Hi,
we have to monitor some jobs in which One Job could have multiple sub task. It could be nested dependency as well. One task depended on other and that other dependent on some other....
I am looking to correlate these dependency and want to see how much time job took end to end.
In below example.
1st task dependent on 2nd, 2nd dependent on 3rd, 4th is End of task.
There is going to be homework here but I will give you an analogous problem with solution that you can adapt to your data. First, install The "CIM Toolkit" app (it has a TON of great stuff in it):
https://splunkbase.splunk.com/app/6243
Next, run this search:
| `CIM_Toolkit_Generate_Renames(Authentication)`
Then do Shift-Ctrl-E to Expand the macro into SPL. Tear it apart and take what you need.

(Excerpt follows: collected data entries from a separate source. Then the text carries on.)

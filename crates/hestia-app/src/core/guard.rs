//! # Navigation Guard
//!
//! Gates screen transitions on the resolved session phase.
//!
//! ```text
//!              Loading
//!   ┌──────────────┐    settled, location ok    ┌─────────────┐
//!   │ Initializing ├───────────────────────────►│ Passthrough │
//!   └──────┬───────┘                            └──────▲──────┘
//!          │ settled, wrong location                   │ arrived at target
//!          ▼                                           │
//!   ┌──────────────┐  redirect issued, waiting         │
//!   │   Blocking   ├───────────────────────────────────┘
//!   └──────────────┘
//! ```
//!
//! Only `Passthrough` renders children. A redirect is issued as a command on
//! the [`Navigator`], at most once per distinct `(phase, location)` input.
//!
//! A redirect stays pending until the navigator reports the target's group.
//! Needing another redirect while one is still pending, or exceeding the
//! per-resolution redirect budget, is a navigation loop. A signed-in session
//! reverts to the default role and gets one terminal redirect to its home; a
//! signed-out one gets one terminal redirect to the login route. Until the
//! session phase changes the guard sends no further commands and shows the
//! loading indicator wherever the location disagrees with the enforced phase.

use super::resolver::SessionPhase;
use crate::bridge::Navigator;
use crate::config::{RouteTable, DEFAULT_MAX_REDIRECTS};
use hestia_core::{LocationGroup, Role};
use tracing::{debug, info, warn};

/// What the host renders.
#[derive(Debug, Clone, Copy, PartialEq, Eq)]
pub enum GuardView {
    /// Neutral loading indicator only
    Loading,
    /// The routed screen
    Children,
}

/// Guard state.
#[derive(Debug, Clone, PartialEq, Eq, Default)]
pub enum GuardState {
    /// No settled phase yet
    #[default]
    Initializing,
    /// Waiting for the location to reach `target`
    Blocking {
        /// Route the location has to reach
        target: String,
    },
    /// Location agrees with the phase
    Passthrough,
}

impl GuardState {
    /// What to render in this state.
    #[must_use]
    pub fn view(&self) -> GuardView {
        match self {
            Self::Passthrough => GuardView::Children,
            Self::Initializing | Self::Blocking { .. } => GuardView::Loading,
        }
    }
}

/// Decision for one `(phase, location)` pair.
#[derive(Debug, Clone, PartialEq, Eq)]
pub enum GuardDecision {
    /// Phase not settled; keep showing the loading indicator
    Hold,
    /// Location is acceptable
    Stay,
    /// Navigate to the route
    Redirect(String),
}

/// Pure routing rule.
pub fn decide(phase: SessionPhase, location: LocationGroup, routes: &RouteTable) -> GuardDecision {
    let target = match phase {
        SessionPhase::Loading => return GuardDecision::Hold,
        SessionPhase::Unauthenticated => match location {
            LocationGroup::Auth => None,
            _ => Some(routes.login.as_str()),
        },
        SessionPhase::Resolved(role) => match (location, role) {
            (LocationGroup::Auth, role) => Some(routes.home(role)),
            (LocationGroup::Provider, Role::Homeowner) => Some(routes.home(Role::Homeowner)),
            (LocationGroup::Homeowner, Role::Provider) => Some(routes.home(Role::Provider)),
            _ => None,
        },
    };

    match target {
        Some(route) if LocationGroup::of_route(route) != location => {
            GuardDecision::Redirect(route.to_string())
        }
        _ => GuardDecision::Stay,
    }
}

/// Details of a detected navigation loop.
#[derive(Debug, Clone, PartialEq, Eq)]
pub struct LoopReport {
    /// Redirect that could not be completed
    pub failed_target: String,
    /// Terminal redirect target
    pub fallback: String,
    /// Phase the guard enforces until the session phase changes
    pub reverted: SessionPhase,
}

/// Result of feeding one input to the guard.
#[derive(Debug, Clone, PartialEq, Eq)]
pub struct GuardTransition {
    /// State after the input
    pub state: GuardState,
    /// Route sent to the navigator, if any
    pub redirected: Option<String>,
    /// Set when this input triggered loop handling
    pub loop_detected: Option<LoopReport>,
}

impl GuardTransition {
    fn quiet(state: GuardState) -> Self {
        Self {
            state,
            redirected: None,
            loop_detected: None,
        }
    }
}

#[derive(Debug, Clone)]
struct PendingRedirect {
    target: String,
    group: LocationGroup,
}

/// Navigation guard state machine.
#[derive(Debug, Clone)]
pub struct NavigationGuard {
    routes: RouteTable,
    max_redirects: u32,
    state: GuardState,
    last_input: Option<(SessionPhase, LocationGroup)>,
    resolution: Option<SessionPhase>,
    reverted_from: Option<SessionPhase>,
    pending: Option<PendingRedirect>,
    redirects_this_resolution: u32,
    frozen: bool,
}

impl Default for NavigationGuard {
    fn default() -> Self {
        Self::new(RouteTable::default(), DEFAULT_MAX_REDIRECTS)
    }
}

impl NavigationGuard {
    /// Create a guard in [`GuardState::Initializing`].
    pub fn new(routes: RouteTable, max_redirects: u32) -> Self {
        Self {
            routes,
            max_redirects: max_redirects.max(1),
            state: GuardState::Initializing,
            last_input: None,
            resolution: None,
            reverted_from: None,
            pending: None,
            redirects_this_resolution: 0,
            frozen: false,
        }
    }

    /// Current state.
    pub fn state(&self) -> &GuardState {
        &self.state
    }

    /// What to render now.
    pub fn view(&self) -> GuardView {
        self.state.view()
    }

    /// Whether loop handling has suspended redirects for this resolution.
    pub fn is_frozen(&self) -> bool {
        self.frozen
    }

    /// Phase the last decision was made against.
    pub fn enforced_phase(&self) -> Option<SessionPhase> {
        self.resolution
    }

    /// Map a resolved phase to the one the guard enforces.
    ///
    /// After a loop the failed phase is replaced by the default role until
    /// the session produces a different phase.
    pub fn effective_phase(&self, phase: SessionPhase) -> SessionPhase {
        match (self.reverted_from, self.resolution) {
            (Some(from), Some(reverted)) if self.frozen && from == phase => reverted,
            _ => phase,
        }
    }

    /// Route table in use.
    pub fn routes(&self) -> &RouteTable {
        &self.routes
    }

    /// Forget everything tied to the current resolution, keeping the state.
    ///
    /// Used when the identity changes so no bookkeeping from the previous
    /// identity influences the next decision.
    pub fn invalidate(&mut self) {
        self.last_input = None;
        self.resolution = None;
        self.reverted_from = None;
        self.pending = None;
        self.redirects_this_resolution = 0;
        self.frozen = false;
    }

    /// Evaluate one input, issuing at most one navigation command.
    pub fn on_input(
        &mut self,
        phase: SessionPhase,
        location: LocationGroup,
        navigator: &dyn Navigator,
    ) -> GuardTransition {
        let phase = self.effective_phase(phase);
        if self.last_input == Some((phase, location)) {
            return GuardTransition::quiet(self.state.clone());
        }
        self.last_input = Some((phase, location));

        if self.resolution != Some(phase) {
            self.begin_resolution(phase);
        }

        let decision = decide(phase, location, &self.routes);
        debug!(%phase, %location, ?decision, frozen = self.frozen, "Guard evaluated");

        match decision {
            GuardDecision::Hold => {
                self.state = GuardState::Initializing;
                GuardTransition::quiet(self.state.clone())
            }
            GuardDecision::Stay => {
                if let Some(pending) = self.pending.take() {
                    debug!(target = %pending.target, %location, "Pending redirect settled");
                }
                self.state = GuardState::Passthrough;
                GuardTransition::quiet(self.state.clone())
            }
            GuardDecision::Redirect(target) if self.frozen => {
                debug!(route = %target, %location, "Guard frozen; withholding redirect");
                self.state = GuardState::Blocking { target };
                GuardTransition::quiet(self.state.clone())
            }
            GuardDecision::Redirect(target) => self.redirect(target, phase, location, navigator),
        }
    }

    fn begin_resolution(&mut self, phase: SessionPhase) {
        self.resolution = Some(phase);
        self.reverted_from = None;
        self.pending = None;
        self.redirects_this_resolution = 0;
        self.frozen = false;
    }

    fn redirect(
        &mut self,
        target: String,
        phase: SessionPhase,
        location: LocationGroup,
        navigator: &dyn Navigator,
    ) -> GuardTransition {
        let unhonored = self
            .pending
            .as_ref()
            .is_some_and(|pending| pending.group != location);
        if unhonored || self.redirects_this_resolution >= self.max_redirects {
            let failed = self
                .pending
                .take()
                .map_or(target, |pending| pending.target);
            return self.enter_loop(failed, phase, location, navigator);
        }

        info!(route = %target, from = %location, "Guard redirect");
        navigator.redirect_to(&target);
        self.redirects_this_resolution += 1;
        self.pending = Some(PendingRedirect {
            group: LocationGroup::of_route(&target),
            target: target.clone(),
        });
        self.state = GuardState::Blocking {
            target: target.clone(),
        };
        GuardTransition {
            state: self.state.clone(),
            redirected: Some(target),
            loop_detected: None,
        }
    }

    fn enter_loop(
        &mut self,
        failed_target: String,
        phase: SessionPhase,
        location: LocationGroup,
        navigator: &dyn Navigator,
    ) -> GuardTransition {
        let (reverted, fallback) = match phase {
            SessionPhase::Resolved(_) => (
                SessionPhase::Resolved(Role::DEFAULT),
                self.routes.home(Role::DEFAULT).to_string(),
            ),
            other => (other, self.routes.login.clone()),
        };
        warn!(
            failed = %failed_target,
            fallback = %fallback,
            %phase,
            %reverted,
            %location,
            redirects = self.redirects_this_resolution,
            "Navigation loop detected; freezing guard"
        );

        self.frozen = true;
        self.pending = None;
        if reverted != phase {
            self.resolution = Some(reverted);
            self.reverted_from = Some(phase);
        }
        self.last_input = Some((reverted, location));

        let redirected = if LocationGroup::of_route(&fallback) == location {
            self.state = GuardState::Passthrough;
            None
        } else {
            navigator.redirect_to(&fallback);
            self.state = GuardState::Blocking {
                target: fallback.clone(),
            };
            Some(fallback.clone())
        };

        GuardTransition {
            state: self.state.clone(),
            redirected,
            loop_detected: Some(LoopReport {
                failed_target,
                fallback,
                reverted,
            }),
        }
    }
}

Here is why it will do what you need It starts out with data like this:
title child1 objectName parentName
Authentication | Authentication | BaseEvent | |
Authentication | Default_Authentication | Authentication | BaseEvent |
Authentication | Failed_Authentication | Authentication | BaseEvent |
Authentication | Insecure_Authentication | Authentication | BaseEvent |
Authentication | Privileged_Authentication | Authentication | BaseEvent |
Authentication | Successful_Authentication | Authentication | BaseEvent |
And transforms it into a final output like this:
| rename Authentication.Successful_Authentication.* AS *
| rename Authentication.Privileged_Authentication.Successful_Privileged_Authentication.* AS *
| rename Authentication.Privileged_Authentication.Failed_Privileged_Authentication.* AS *
| rename Authentication.Privileged_Authentication.* AS *
| rename Authentication.Insecure_Authentication.* AS *
| rename Authentication.Failed_Authentication.* AS *
| rename Authentication.Default_Authentication.Successful_Default_Authentication.* AS *
| rename Authentication.Default_Authentication.Failed_Default_Authentication.* AS *
| rename Authentication.Default_Authentication.* AS *
| rename Authentication.* AS *
I don't think there's an easy way to do that. It's one of the anti-patterns in data - to try to normalize everything. The similar case is when someone implements a tree structure (for example to have a filesystem-like objects) with simply a "pointer" to a parent in SQL database.
It requires a recursive processing to find the path to the root.
And while in some flavours of SQL you can make a strored procedure which will do that for you (it will still not be very effective mind you), Splunk has no way of "looping" over own results and "re-searching" based on those results.
The only - very ugly - "quasi-solution" would be to assume that your jobs cannot be nested more than N-levels and just do N iterations of mapping a job to its parent.
Good pointer. In fact, I started with two levels (as the screenshot shows):
| eval u_key = if(isnull(key), parent_key, key)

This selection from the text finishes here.